INSTRUCTIONS FOR THE TASK:
Which lines of the records below contain the string "month"? Report each of them.

RECORDS FOR THE EXERCISE:

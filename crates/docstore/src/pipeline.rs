//! Aggregation pipelines.
//!
//! A pipeline is an ordered list of [`Stage`]s; each stage consumes the
//! documents produced by the previous one. Stage and expression semantics
//! follow the usual document-database aggregation operators:
//!
//! | Stage        | Effect                                                   |
//! |--------------|----------------------------------------------------------|
//! | `Match`      | keep documents satisfying a [`Filter`]                   |
//! | `AddFields`  | compute top-level fields from expressions                |
//! | `Group`      | one output document per distinct `_id` value             |
//! | `Project`    | include, exclude or compute fields                       |
//! | `Sort`       | stable sort on one or more fields                        |
//! | `Limit`      | keep the first N documents                               |
//!
//! ## Arithmetic
//!
//! `Divide` propagates null: a null or missing operand, or a zero divisor,
//! yields null instead of failing the whole pipeline. Non-numeric operands
//! are an error. `Size` of anything but an array is an error.

use std::collections::HashMap;

use serde_json::{Number, Value as JsonValue};
use tessera_core::{compare_values, float_value, resolve_path, Document, Error, Result, ID_FIELD};

use crate::filter::Filter;

// =============================================================================
// Expressions
// =============================================================================

/// An expression evaluated against one document.
#[derive(Debug, Clone, PartialEq)]
pub enum Expr {
    /// Value at a dotted field path; missing fields evaluate to null
    Field(String),
    /// A constant
    Literal(JsonValue),
    /// Sum of a number or of the numeric elements of an array
    Sum(Box<Expr>),
    /// Length of an array
    Size(Box<Expr>),
    /// Quotient of two numbers
    Divide(Box<Expr>, Box<Expr>),
}

impl Expr {
    /// `Field(path)`
    pub fn field(path: impl Into<String>) -> Self {
        Expr::Field(path.into())
    }

    /// `Literal(value)`
    pub fn literal(value: impl Into<JsonValue>) -> Self {
        Expr::Literal(value.into())
    }

    /// `Sum(inner)`
    pub fn sum(inner: Expr) -> Self {
        Expr::Sum(Box::new(inner))
    }

    /// `Size(inner)`
    pub fn size(inner: Expr) -> Self {
        Expr::Size(Box::new(inner))
    }

    /// `Divide(dividend, divisor)`
    pub fn divide(dividend: Expr, divisor: Expr) -> Self {
        Expr::Divide(Box::new(dividend), Box::new(divisor))
    }

    /// Evaluate against `doc`.
    pub fn eval(&self, doc: &Document) -> Result<JsonValue> {
        match self {
            Expr::Field(path) => Ok(resolve_path(doc, path).unwrap_or(JsonValue::Null)),
            Expr::Literal(value) => Ok(value.clone()),
            Expr::Sum(inner) => Ok(sum_value(&inner.eval(doc)?)),
            Expr::Size(inner) => match inner.eval(doc)? {
                JsonValue::Array(items) => Ok(JsonValue::from(items.len())),
                other => Err(Error::InvalidOperation(format!(
                    "size requires an array, got {}",
                    kind(&other)
                ))),
            },
            Expr::Divide(dividend, divisor) => {
                let (a, b) = (dividend.eval(doc)?, divisor.eval(doc)?);
                if a.is_null() || b.is_null() {
                    return Ok(JsonValue::Null);
                }
                let (Some(x), Some(y)) = (a.as_f64(), b.as_f64()) else {
                    return Err(Error::InvalidOperation(format!(
                        "divide requires numbers, got {} and {}",
                        kind(&a),
                        kind(&b)
                    )));
                };
                if y == 0.0 {
                    return Ok(JsonValue::Null);
                }
                Ok(float_value(x / y))
            }
        }
    }
}

fn kind(value: &JsonValue) -> &'static str {
    match value {
        JsonValue::Null => "null",
        JsonValue::Bool(_) => "bool",
        JsonValue::Number(_) => "number",
        JsonValue::String(_) => "string",
        JsonValue::Array(_) => "array",
        JsonValue::Object(_) => "object",
    }
}

/// Running numeric total that stays integral until a float shows up.
#[derive(Debug, Clone, Copy)]
enum Total {
    Int(i64),
    Float(f64),
}

impl Total {
    fn add(self, n: &Number) -> Self {
        match (self, n.as_i64()) {
            (Total::Int(acc), Some(i)) => match acc.checked_add(i) {
                Some(sum) => Total::Int(sum),
                None => Total::Float(acc as f64 + i as f64),
            },
            (Total::Int(acc), None) => Total::Float(acc as f64 + n.as_f64().unwrap_or(0.0)),
            (Total::Float(acc), _) => Total::Float(acc + n.as_f64().unwrap_or(0.0)),
        }
    }

    fn into_value(self) -> JsonValue {
        match self {
            Total::Int(i) => JsonValue::from(i),
            Total::Float(f) => float_value(f),
        }
    }
}

/// Numbers count, arrays contribute their numeric elements, anything else is 0.
fn sum_value(value: &JsonValue) -> JsonValue {
    let total = match value {
        JsonValue::Number(n) => Total::Int(0).add(n),
        JsonValue::Array(items) => items.iter().fold(Total::Int(0), |acc, item| match item {
            JsonValue::Number(n) => acc.add(n),
            _ => acc,
        }),
        _ => Total::Int(0),
    };
    total.into_value()
}

// =============================================================================
// Stages
// =============================================================================

/// Group accumulator.
#[derive(Debug, Clone, PartialEq)]
pub enum Accumulator {
    /// Sum of the expression over the group (`Sum(1)` counts documents)
    Sum(Expr),
}

/// One field of a `Project` stage.
#[derive(Debug, Clone, PartialEq)]
pub enum Projection {
    /// Keep the field as is
    Include,
    /// Drop the field
    Exclude,
    /// Set the field to a computed value
    Compute(Expr),
}

/// Sort direction.
#[derive(Debug, Clone, Copy, PartialEq, Eq)]
pub enum SortOrder {
    /// Smallest first
    Ascending,
    /// Largest first
    Descending,
}

/// One pipeline stage.
#[derive(Debug, Clone, PartialEq)]
pub enum Stage {
    /// Keep matching documents
    Match(Filter),
    /// Add or replace top-level fields
    AddFields(Vec<(String, Expr)>),
    /// Group by `id`, computing each named accumulator
    Group {
        /// Grouping key
        id: Expr,
        /// Output field name and accumulator
        accumulators: Vec<(String, Accumulator)>,
    },
    /// Reshape documents
    Project(Vec<(String, Projection)>),
    /// Sort by fields, first key most significant
    Sort(Vec<(String, SortOrder)>),
    /// Keep at most N documents
    Limit(usize),
}

/// Run `stages` over `docs`.
pub fn execute(mut docs: Vec<Document>, stages: &[Stage]) -> Result<Vec<Document>> {
    for stage in stages {
        docs = match stage {
            Stage::Match(filter) => docs.into_iter().filter(|d| filter.matches(d)).collect(),
            Stage::AddFields(fields) => add_fields(docs, fields)?,
            Stage::Group { id, accumulators } => group(docs, id, accumulators)?,
            Stage::Project(fields) => project(docs, fields)?,
            Stage::Sort(keys) => sort(docs, keys),
            Stage::Limit(n) => {
                docs.truncate(*n);
                docs
            }
        };
    }
    Ok(docs)
}

fn check_top_level(field: &str) -> Result<()> {
    if field.is_empty() || field.contains('.') {
        return Err(Error::InvalidOperation(format!(
            "computed field must be a top-level name, got {:?}",
            field
        )));
    }
    Ok(())
}

fn add_fields(docs: Vec<Document>, fields: &[(String, Expr)]) -> Result<Vec<Document>> {
    for (name, _) in fields {
        check_top_level(name)?;
    }
    docs.into_iter()
        .map(|mut doc| {
            for (name, expr) in fields {
                let value = expr.eval(&doc)?;
                doc.insert(name.clone(), value);
            }
            Ok(doc)
        })
        .collect()
}

/// Lookup key for a group id; numbers compare by value, as in filters.
fn group_key(value: &JsonValue) -> String {
    fn canonical(value: &JsonValue) -> JsonValue {
        match value {
            JsonValue::Number(n) => n.as_f64().map_or(JsonValue::Null, float_value),
            JsonValue::Array(items) => JsonValue::Array(items.iter().map(canonical).collect()),
            JsonValue::Object(fields) => JsonValue::Object(
                fields
                    .iter()
                    .map(|(k, v)| (k.clone(), canonical(v)))
                    .collect(),
            ),
            other => other.clone(),
        }
    }
    canonical(value).to_string()
}

fn group(
    docs: Vec<Document>,
    id: &Expr,
    accumulators: &[(String, Accumulator)],
) -> Result<Vec<Document>> {
    for (name, _) in accumulators {
        check_top_level(name)?;
    }

    // Groups come out in order of first appearance
    let mut order: Vec<(JsonValue, Vec<Total>)> = Vec::new();
    let mut index: HashMap<String, usize> = HashMap::new();

    for doc in &docs {
        let key = id.eval(doc)?;
        let slot = *index.entry(group_key(&key)).or_insert_with(|| {
            order.push((key.clone(), vec![Total::Int(0); accumulators.len()]));
            order.len() - 1
        });
        for (i, (_, acc)) in accumulators.iter().enumerate() {
            let Accumulator::Sum(expr) = acc;
            let contribution = sum_value(&expr.eval(doc)?);
            if let JsonValue::Number(n) = contribution {
                let totals = &mut order[slot].1;
                totals[i] = totals[i].add(&n);
            }
        }
    }

    Ok(order
        .into_iter()
        .map(|(key, totals)| {
            let mut out = Document::new();
            out.insert(ID_FIELD.to_string(), key);
            for ((name, _), total) in accumulators.iter().zip(totals) {
                out.insert(name.clone(), total.into_value());
            }
            out
        })
        .collect())
}

fn project(docs: Vec<Document>, fields: &[(String, Projection)]) -> Result<Vec<Document>> {
    for (name, _) in fields {
        check_top_level(name)?;
    }
    let inclusive = fields
        .iter()
        .any(|(_, p)| !matches!(p, Projection::Exclude));
    let drop_id = fields
        .iter()
        .any(|(name, p)| name == ID_FIELD && matches!(p, Projection::Exclude));
    if inclusive
        && fields
            .iter()
            .any(|(name, p)| name != ID_FIELD && matches!(p, Projection::Exclude))
    {
        return Err(Error::InvalidOperation(
            "projection cannot mix inclusion and exclusion".to_string(),
        ));
    }

    docs.into_iter()
        .map(|doc| {
            if !inclusive {
                let mut out = doc;
                for (name, _) in fields {
                    out.remove(name);
                }
                return Ok(out);
            }

            let mut out = Document::new();
            if !drop_id {
                if let Some(id) = doc.get(ID_FIELD) {
                    out.insert(ID_FIELD.to_string(), id.clone());
                }
            }
            for (name, projection) in fields {
                match projection {
                    Projection::Include => {
                        if let Some(value) = doc.get(name) {
                            out.insert(name.clone(), value.clone());
                        }
                    }
                    Projection::Compute(expr) => {
                        out.insert(name.clone(), expr.eval(&doc)?);
                    }
                    Projection::Exclude => {}
                }
            }
            Ok(out)
        })
        .collect()
}

fn sort(mut docs: Vec<Document>, keys: &[(String, SortOrder)]) -> Vec<Document> {
    docs.sort_by(|a, b| {
        for (path, order) in keys {
            let left = resolve_path(a, path).unwrap_or(JsonValue::Null);
            let right = resolve_path(b, path).unwrap_or(JsonValue::Null);
            let ord = compare_values(&left, &right);
            let ord = match order {
                SortOrder::Ascending => ord,
                SortOrder::Descending => ord.reverse(),
            };
            if ord.is_ne() {
                return ord;
            }
        }
        std::cmp::Ordering::Equal
    });
    docs
}
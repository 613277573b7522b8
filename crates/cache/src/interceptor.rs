//! Invocation interceptors.
//!
//! An interceptor observes one completed call of a wrapped operation and
//! queues the writes that record it. Interceptors never touch the store
//! themselves: the cache hands them the batch that also carries the call's
//! own write, so the call and everything recorded about it commit together.
//!
//! Two interceptors are provided:
//! - [`CallCounter`]: `INCR <operation>`
//! - [`CallHistory`]: `RPUSH <operation>:inputs <args>` and
//!   `RPUSH <operation>:outputs <result>`

use tessera_core::{args_literal, Result, Value};

use crate::store::Batch;

/// One call of a wrapped operation, after it produced its result.
#[derive(Debug, Clone, Copy)]
pub struct Invocation<'a> {
    /// Qualified operation name, e.g. `Cache.store`
    pub operation: &'a str,
    /// Arguments the operation was called with
    pub args: &'a [Value],
    /// Serialized result
    pub output: &'a str,
}

/// Records something about each call of a wrapped operation.
pub trait Interceptor: Send + Sync {
    /// Queue the writes that record `call` onto `batch`.
    fn record(&self, call: &Invocation<'_>, batch: &mut Batch) -> Result<()>;
}

/// Key of the list holding the recorded inputs of `operation`.
pub fn inputs_key(operation: &str) -> String {
    format!("{}:inputs", operation)
}

/// Key of the list holding the recorded outputs of `operation`.
pub fn outputs_key(operation: &str) -> String {
    format!("{}:outputs", operation)
}

/// Counts calls in a counter keyed by the operation name.
#[derive(Debug, Clone, Copy, Default)]
pub struct CallCounter;

impl Interceptor for CallCounter {
    fn record(&self, call: &Invocation<'_>, batch: &mut Batch) -> Result<()> {
        batch.incr(call.operation);
        Ok(())
    }
}

/// Appends each call's arguments and result to the operation's history lists.
#[derive(Debug, Clone, Copy, Default)]
pub struct CallHistory;

impl Interceptor for CallHistory {
    fn record(&self, call: &Invocation<'_>, batch: &mut Batch) -> Result<()> {
        batch
            .push(inputs_key(call.operation), args_literal(call.args))
            .push(outputs_key(call.operation), call.output);
        Ok(())
    }
}
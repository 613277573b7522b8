//! Clap command tree definition.

use std::path::PathBuf;

use clap::{value_parser, Arg, ArgAction, Command};

/// Build the complete CLI command tree.
pub fn build_cli() -> Command {
    Command::new("tessera")
        .about("Cache call recording and document-store utilities")
        .subcommand_required(true)
        .arg_required_else_help(true)
        .arg(
            Arg::new("config")
                .long("config")
                .help("Config file (default: ./tessera.toml)")
                .value_parser(value_parser!(PathBuf))
                .global(true),
        )
        .arg(
            Arg::new("json")
                .long("json")
                .help("JSON output mode")
                .action(ArgAction::SetTrue)
                .global(true),
        )
        .subcommand(build_log_stats())
        .subcommand(build_schools())
        .subcommand(build_students())
        .subcommand(build_cache())
        .subcommand(build_config())
}

fn data_arg() -> Arg {
    Arg::new("data")
        .long("data")
        .help("JSON-lines collection dump")
        .value_parser(value_parser!(PathBuf))
}

fn build_log_stats() -> Command {
    Command::new("log-stats")
        .about("Print access-log statistics")
        .arg(
            Arg::new("logs")
                .long("logs")
                .help("JSON-lines log dump (default: [logs] path from config)")
                .value_parser(value_parser!(PathBuf)),
        )
        .arg(
            Arg::new("no-ips")
                .long("no-ips")
                .help("Omit the top addresses section")
                .action(ArgAction::SetTrue),
        )
}

fn build_schools() -> Command {
    Command::new("schools")
        .about("School records")
        .subcommand_required(true)
        .arg(data_arg().global(true))
        .subcommand(Command::new("list").about("List every school"))
        .subcommand(
            Command::new("by-topic")
                .about("Schools teaching a topic")
                .arg(Arg::new("topic").required(true)),
        )
        .subcommand(
            Command::new("insert")
                .about("Insert a school and print its id")
                .arg(Arg::new("name").long("name").required(true))
                .arg(
                    Arg::new("topic")
                        .long("topic")
                        .help("Topic label (repeatable)")
                        .action(ArgAction::Append),
                )
                .arg(
                    Arg::new("field")
                        .long("field")
                        .help("Extra KEY=VALUE field (repeatable)")
                        .action(ArgAction::Append),
                ),
        )
        .subcommand(
            Command::new("update-topics")
                .about("Replace the topics of every school with this name")
                .arg(Arg::new("name").required(true))
                .arg(Arg::new("topics").num_args(0..).action(ArgAction::Append)),
        )
}

fn build_students() -> Command {
    Command::new("students")
        .about("Student records")
        .subcommand_required(true)
        .arg(data_arg().global(true))
        .subcommand(Command::new("top").about("Students ranked by average score"))
}

fn build_cache() -> Command {
    Command::new("cache")
        .about("Value cache with call recording")
        .subcommand_required(true)
        .subcommand(
            Command::new("run")
                .about("Flush the store, cache each value, print keys and history")
                .arg(
                    Arg::new("values")
                        .required(true)
                        .num_args(1..)
                        .action(ArgAction::Append),
                )
                .arg(
                    Arg::new("text")
                        .long("text")
                        .help("Store every value as text")
                        .action(ArgAction::SetTrue),
                ),
        )
        .subcommand(
            Command::new("replay")
                .about("Print the recorded history of an operation")
                .arg(Arg::new("operation").default_value("Cache.store")),
        )
}

fn build_config() -> Command {
    Command::new("config")
        .about("Configuration file")
        .subcommand_required(true)
        .subcommand(Command::new("init").about("Write the default config file if missing"))
}
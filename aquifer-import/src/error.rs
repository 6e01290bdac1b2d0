//! Error types for the import engine

use std::path::PathBuf;

/// Result alias used throughout the engine
pub type ImportResult<T> = std::result::Result<T, ImportError>;

/// Errors raised while reconciling survey spreadsheets into the store
#[derive(Debug)]
pub enum ImportError {
    /// A required field is absent or unusable
    InvalidInput {
        field: &'static str,
        message: String,
    },
    /// No source workbook was found for a campaign
    UnresolvedFile {
        campaign: String,
        candidates: Vec<PathBuf>,
    },
    /// Wraps whatever went wrong while processing one spreadsheet row
    RowProcessingFailure {
        row_number: usize,
        source: Box<ImportError>,
    },
    /// Any error reported by the database layer
    StorageFailure(sqlx::Error),
    /// The workbook could not be opened or has no usable sheet
    Workbook { path: PathBuf, message: String },
    /// Invalid campaign profile or settings
    Config { message: String },
}

impl ImportError {
    pub fn invalid_input(field: &'static str, message: impl Into<String>) -> Self {
        ImportError::InvalidInput {
            field,
            message: message.into(),
        }
    }

    pub fn config(message: impl Into<String>) -> Self {
        ImportError::Config {
            message: message.into(),
        }
    }

    /// Wrap an error as the failure of a given spreadsheet row
    pub fn for_row(self, row_number: usize) -> Self {
        ImportError::RowProcessingFailure {
            row_number,
            source: Box::new(self),
        }
    }

    /// Check whether this is (or wraps) an `InvalidInput` error
    pub fn is_invalid_input(&self) -> bool {
        match self {
            ImportError::InvalidInput { .. } => true,
            ImportError::RowProcessingFailure { source, .. } => source.is_invalid_input(),
            _ => false,
        }
    }
}

impl std::fmt::Display for ImportError {
    fn fmt(&self, f: &mut std::fmt::Formatter<'_>) -> std::fmt::Result {
        match self {
            ImportError::InvalidInput { field, message } => {
                write!(f, "invalid input for '{}': {}", field, message)
            }
            ImportError::UnresolvedFile {
                campaign,
                candidates,
            } => {
                let tried: Vec<String> = candidates
                    .iter()
                    .map(|p| p.display().to_string())
                    .collect();
                write!(
                    f,
                    "no source workbook found for campaign '{}' (tried: {})",
                    campaign,
                    tried.join(", ")
                )
            }
            ImportError::RowProcessingFailure { row_number, source } => {
                write!(f, "row {} failed: {}", row_number, source)
            }
            ImportError::StorageFailure(err) => write!(f, "storage failure: {}", err),
            ImportError::Workbook { path, message } => {
                write!(f, "cannot read workbook {}: {}", path.display(), message)
            }
            ImportError::Config { message } => write!(f, "invalid configuration: {}", message),
        }
    }
}

impl std::error::Error for ImportError {
    fn source(&self) -> Option<&(dyn std::error::Error + 'static)> {
        match self {
            ImportError::RowProcessingFailure { source, .. } => Some(source.as_ref()),
            ImportError::StorageFailure(err) => Some(err),
            _ => None,
        }
    }
}

impl From<sqlx::Error> for ImportError {
    fn from(err: sqlx::Error) -> Self {
        ImportError::StorageFailure(err)
    }
}

impl From<sqlx::migrate::MigrateError> for ImportError {
    fn from(err: sqlx::migrate::MigrateError) -> Self {
        ImportError::StorageFailure(sqlx::Error::Migrate(Box::new(err)))
    }
}
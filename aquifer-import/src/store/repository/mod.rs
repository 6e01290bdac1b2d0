//! Repository layer: one module per table group, all SQL lives here
//!
//! Functions take `&mut SqliteConnection` so they run equally on a pooled
//! connection or inside a row's transaction (`&mut *tx`).

pub mod aliases;
pub mod catalog;
pub mod measurements;
pub mod samples;
pub mod wells;
//! Workbook access: reading survey sheets and decoding date serials

mod reader;
mod serial;

pub use reader::{read_first_sheet, resolve_source_file};
pub use serial::excel_serial_to_date;
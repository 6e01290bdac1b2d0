//! Read survey rows from a workbook's first sheet

use std::collections::HashMap;
use std::path::{Path, PathBuf};

use calamine::{Data, Reader, open_workbook_auto};
use chrono::NaiveDate;

use crate::config::CampaignProfile;
use crate::error::{ImportError, ImportResult};
use crate::ingest::types::{CellValue, RawRow};

/// Header used for blank header cells (suffixed `_1`, `_2`, ... when repeated)
const EMPTY_HEADER: &str = "__EMPTY";

/// Find the campaign's source workbook under `data_dir`
///
/// Candidates are tried in profile order; the first existing file wins.
pub fn resolve_source_file(data_dir: &Path, profile: &CampaignProfile) -> ImportResult<PathBuf> {
    let candidates = profile.source_candidates(data_dir);
    for candidate in &candidates {
        if candidate.is_file() {
            return Ok(candidate.clone());
        }
    }
    Err(ImportError::UnresolvedFile {
        campaign: profile.name.clone(),
        candidates,
    })
}

/// Read all data rows of the first sheet, keyed by the header row
///
/// Fully blank rows are skipped. Every returned row carries every header,
/// with `CellValue::Empty` for missing cells.
pub fn read_first_sheet(path: &Path) -> ImportResult<Vec<RawRow>> {
    let workbook_error = |message: String| ImportError::Workbook {
        path: path.to_path_buf(),
        message,
    };

    let mut workbook = open_workbook_auto(path).map_err(|e| workbook_error(e.to_string()))?;

    let sheet_name = workbook
        .sheet_names()
        .first()
        .cloned()
        .ok_or_else(|| workbook_error("workbook has no sheets".to_string()))?;

    let range = workbook
        .worksheet_range(&sheet_name)
        .map_err(|e| workbook_error(format!("failed to read sheet '{}': {}", sheet_name, e)))?;

    // Absolute sheet row of the header (0-based)
    let first_row = range.start().map(|(r, _)| r as usize).unwrap_or(0);

    let mut rows_iter = range.rows();
    let Some(header_row) = rows_iter.next() else {
        return Ok(Vec::new());
    };
    let headers = build_headers(header_row);

    let mut rows = Vec::new();
    for (idx, cells) in rows_iter.enumerate() {
        // header is sheet row first_row + 1 (1-based), data starts right below
        let mut row = RawRow::at_sheet_row(first_row + idx + 2);
        for (col, header) in headers.iter().enumerate() {
            let value = cells.get(col).map(convert_cell).unwrap_or_default();
            row.push(header.clone(), value);
        }
        if !row.is_empty() {
            rows.push(row);
        }
    }

    log::debug!(
        "Read {} data rows with {} columns from sheet '{}' of {}",
        rows.len(),
        headers.len(),
        sheet_name,
        path.display()
    );

    Ok(rows)
}

/// Turn the header row into unique header names
fn build_headers(header_row: &[Data]) -> Vec<String> {
    let mut seen: HashMap<String, usize> = HashMap::new();
    header_row
        .iter()
        .map(|cell| {
            let base = header_text(cell).unwrap_or_else(|| EMPTY_HEADER.to_string());
            let count = seen.entry(base.clone()).or_insert(0);
            let name = if *count == 0 {
                base.clone()
            } else {
                format!("{}_{}", base, count)
            };
            *count += 1;
            name
        })
        .collect()
}

fn header_text(cell: &Data) -> Option<String> {
    match cell {
        // Keep surrounding whitespace: exact header lookups depend on it
        Data::String(s) if !s.trim().is_empty() => Some(s.clone()),
        Data::Int(i) => Some(i.to_string()),
        Data::Float(f) => {
            if f.fract() == 0.0 {
                Some((*f as i64).to_string())
            } else {
                Some(f.to_string())
            }
        }
        Data::Bool(b) => Some(b.to_string()),
        Data::DateTimeIso(s) | Data::DurationIso(s) => Some(s.clone()),
        _ => None,
    }
}

fn convert_cell(cell: &Data) -> CellValue {
    match cell {
        Data::Empty | Data::Error(_) => CellValue::Empty,
        Data::Int(i) => CellValue::Number(*i as f64),
        Data::Float(f) => CellValue::Number(*f),
        Data::String(s) if s.is_empty() => CellValue::Empty,
        Data::String(s) => CellValue::Text(s.clone()),
        Data::Bool(b) => CellValue::Bool(*b),
        Data::DateTime(dt) if dt.is_datetime() => {
            // calamine applies the workbook's date system (1900 or 1904)
            let (year, month, day, ..) = dt.to_ymd_hms_milli();
            match NaiveDate::from_ymd_opt(i32::from(year), u32::from(month), u32::from(day)) {
                Some(date) => CellValue::Date(date),
                None => CellValue::Number(dt.as_f64()),
            }
        }
        Data::DateTime(dt) => CellValue::Number(dt.as_f64()),
        Data::DateTimeIso(s) => match s.get(..10).and_then(|d| NaiveDate::parse_from_str(d, "%Y-%m-%d").ok()) {
            Some(date) => CellValue::Date(date),
            None => CellValue::Text(s.clone()),
        },
        Data::DurationIso(s) => CellValue::Text(s.clone()),
    }
}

SOLUTION:
            let (year, month, day, ..) = dt.to_ymd_hms_milli();
            match NaiveDate::from_ymd_opt(i32::from(year), u32::from(month), u32::from(day)) {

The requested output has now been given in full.